Credit: Kiran Ridley/Getty Images


March 28, 2019   6 mins

Once upon a time, the defining boast of the gilets jaunes was that they defied all definition.

They were of neither the Left nor the Right. They came from drive-through parts of France – small towns and outer suburbs – which had previously shown little interest in national politics, let alone revolution.

They were anti taxation and pro public spending. They wanted better services and a higher standard of living. They had no leaders and rejected all career politicians.

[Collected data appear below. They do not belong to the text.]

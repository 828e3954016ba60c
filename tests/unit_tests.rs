// Unit tests for BMI Meals

use bmi_meals::core::{
    bmi::{calorie_target_of, category_of, classify, compute_bmi, preferred_clusters_of},
    filters::matches_dietary_preference,
    Recommender,
};
use bmi_meals::models::{BmiCategory, MealRecord};
use bmi_meals::services::Dataset;
use std::collections::HashSet;
use std::sync::Arc;

fn create_record(cluster: &str, diet: Option<&str>, prefix: &str) -> MealRecord {
    MealRecord {
        cluster_type: Some(cluster.to_string()),
        dietary_preference: diet.map(str::to_string),
        breakfast: Some(format!("{} oats", prefix)),
        lunch: Some(format!("{} bowl", prefix)),
        dinner: Some(format!("{} stew", prefix)),
        snack: Some(format!("{} nuts", prefix)),
    }
}

fn create_dataset() -> Arc<Dataset> {
    Arc::new(Dataset::new(vec![
        create_record("Low Calorie", Some("Vegan"), "Green"),
        create_record("Low Calorie", Some("Omnivore"), "Lean"),
        create_record("Low Calorie", Some("Vegan"), "Green"),
        create_record("High Protein", Some("Vegetarian"), "Tofu"),
        create_record("High Protein", Some("Pescatarian"), "Salmon"),
        create_record("High Carb", Some("Omnivore"), "Rice"),
        create_record("Energy Dense", None, "Butter"),
        MealRecord {
            cluster_type: Some("High Carb".to_string()),
            dietary_preference: Some("Vegetarian".to_string()),
            breakfast: Some("Rice oats".to_string()),
            ..Default::default()
        },
    ]))
}

#[test]
fn test_worked_example_obese() {
    let result = classify(170.0, 95.0).unwrap();

    assert_eq!(result.rounded_bmi(), 32.87);
    assert_eq!(result.category, BmiCategory::Obese);
    assert_eq!(result.calorie_target, "1200–1500 kcal/day");
    assert_eq!(preferred_clusters_of(result.category), &["Low Calorie"]);
}

#[test]
fn test_worked_example_normal() {
    let result = classify(160.0, 50.0).unwrap();

    assert_eq!(result.rounded_bmi(), 19.53);
    assert_eq!(result.category, BmiCategory::Normal);
    assert_eq!(result.calorie_target, "2000–2200 kcal/day");
}

#[test]
fn test_exact_boundaries() {
    // 2 m tall keeps the arithmetic exact
    assert_eq!(compute_bmi(200.0, 100.0).unwrap(), 25.0);
    assert_eq!(classify(200.0, 100.0).unwrap().category, BmiCategory::Overweight);

    assert_eq!(compute_bmi(200.0, 74.0).unwrap(), 18.5);
    assert_eq!(classify(200.0, 74.0).unwrap().category, BmiCategory::Normal);

    assert_eq!(classify(200.0, 120.0).unwrap().category, BmiCategory::Obese);
}

#[test]
fn test_category_monotonic_in_weight() {
    for height in [150.0, 165.5, 183.0, 201.0] {
        let mut previous = BmiCategory::Underweight;
        for weight in (30..=200).map(|w| w as f64) {
            let category = classify(height, weight).unwrap().category;
            assert!(category >= previous, "category dropped at {}cm {}kg", height, weight);
            previous = category;
        }
    }
}

#[test]
fn test_category_total() {
    for bmi in [-5.0, 0.0, 10.0, 18.5, 22.0, 25.0, 29.999, 30.0, 1e9] {
        assert!(BmiCategory::ALL.contains(&category_of(bmi)));
    }
}

#[test]
fn test_calorie_targets_distinct() {
    let targets: HashSet<&str> = BmiCategory::ALL.iter().map(|c| calorie_target_of(*c)).collect();
    assert_eq!(targets.len(), 4);
}

#[test]
fn test_invalid_measurements_rejected() {
    assert!(classify(0.0, 70.0).is_err());
    assert!(classify(-1.0, 70.0).is_err());
    assert!(classify(170.0, -70.0).is_err());
    assert!(classify(f64::NAN, 70.0).is_err());
}

#[test]
fn test_substring_law() {
    let vegan = create_record("Low Calorie", Some("Vegan"), "a");
    let vegetarian = create_record("Low Calorie", Some("Vegetarian"), "b");
    let untagged = create_record("Low Calorie", None, "c");

    assert!(matches_dietary_preference(&vegan, "Veg"));
    assert!(matches_dietary_preference(&vegetarian, "Veg"));
    assert!(matches_dietary_preference(&vegetarian, "TARIAN"));
    assert!(!matches_dietary_preference(&vegan, "Vegetarian"));
    assert!(!matches_dietary_preference(&untagged, "Veg"));
}

#[test]
fn test_veg_matches_vegan_and_vegetarian_rows() {
    let recommender = Recommender::new(create_dataset());

    let result = recommender.recommend(BmiCategory::Overweight, Some("Veg"));

    assert!(!result.fallback);
    assert_eq!(result.meals.breakfast, vec!["Green oats", "Tofu oats"]);
}

#[test]
fn test_recommend_obese_without_preference() {
    let recommender = Recommender::new(create_dataset());

    let result = recommender.recommend(BmiCategory::Obese, None);

    assert_eq!(result.matched_rows, 3);
    assert_eq!(result.meals.breakfast, vec!["Green oats", "Lean oats"]);
    assert_eq!(result.meals.dinner, vec!["Green stew", "Lean stew"]);
}

#[test]
fn test_absent_slot_values_contribute_nothing() {
    let recommender = Recommender::new(create_dataset());

    let result = recommender.recommend(BmiCategory::Underweight, Some("Vegetarian"));

    assert!(!result.fallback);
    assert_eq!(result.meals.breakfast, vec!["Rice oats"]);
    assert!(result.meals.lunch.is_empty());
    assert!(result.meals.snacks.is_empty());
}

#[test]
fn test_fallback_law() {
    let recommender = Recommender::new(create_dataset());
    let unfiltered = recommender.all_meals();

    let no_preference_match = recommender.recommend(BmiCategory::Underweight, Some("Vegan"));
    assert!(no_preference_match.fallback);
    assert_eq!(no_preference_match.meals, unfiltered);

    let unknown = recommender.recommend(BmiCategory::Obese, Some("Keto"));
    assert!(unknown.fallback);
    assert_eq!(unknown.meals, unfiltered);

    assert_eq!(
        unfiltered.breakfast,
        vec!["Green oats", "Lean oats", "Tofu oats", "Salmon oats", "Rice oats", "Butter oats"]
    );
}

#[test]
fn test_no_cluster_rows_falls_back() {
    let dataset = Arc::new(Dataset::new(vec![create_record("Mystery", Some("Vegan"), "Odd")]));
    let recommender = Recommender::new(dataset);

    let result = recommender.recommend(BmiCategory::Normal, None);

    assert!(result.fallback);
    assert_eq!(result.meals.lunch, vec!["Odd bowl"]);
}

#[test]
fn test_recommend_idempotent() {
    let recommender = Recommender::new(create_dataset());

    for category in BmiCategory::ALL {
        for preference in [None, Some("Veg"), Some("Omnivore"), Some("Keto")] {
            assert_eq!(
                recommender.recommend(category, preference),
                recommender.recommend(category, preference)
            );
        }
    }
}

#[test]
fn test_no_duplicates_in_any_slot() {
    let recommender = Recommender::new(create_dataset());

    for category in BmiCategory::ALL {
        for preference in [None, Some("Veg"), Some("Vegan")] {
            let result = recommender.recommend(category, preference);
            for (slot, items) in result.meals.slots() {
                let unique: HashSet<&String> = items.iter().collect();
                assert_eq!(unique.len(), items.len(), "duplicate in {} for {}", slot, category);
            }
        }
    }
}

They wanted to rip down representative democracy and replace it with popular government via the internet. They included artisans and small entrepreneurs as well as workers, pensioners and the unemployed.

All this is now changing – not that you’d know it from reading even the French press. The gilets jaunes, approaching their 20th consecutive Saturday of protest, are mutating slowly into something like a traditional movement of the French Left.

Their core supporters are still angry men and women from peripheral France. Their new allies include the careerist hard Left of Jean-Luc Mélenchon, the bourgeois anti-globalist Left of the Attac movement and the urban, violent, anti-capitalist anarcho-Left of the Black Blocs.

The shift explains, in part, the resurgence of violence in Paris on 16 March, when militant gilets jaunes and anarcho-leftists laid waste to shop and restaurant fronts and news kiosks on the Champs Elysées. Although that was an embarrassment for President Macron, this leftward drift  may ultimately be to his advantage.

Popular admiration for the gilets, once over 70%, depended on their ambiguity. Everyone could see what they chose to see in the movement. The further to the Left that the yellow jackets travel, the more they are likely to forfeit the still substantial sympathy of a wide section of the French people.

The original rural/outer suburban movement is far from dead, but the movement has undoubtedly withered in its provincial heartlands. In rural Calvados, one of the seedbeds of the gilets jaunes, there are now only a scattering of high-viz vests displayed on car dash-boards. Public support has shrunk to 24%, though another 29% expresses “sympathy”.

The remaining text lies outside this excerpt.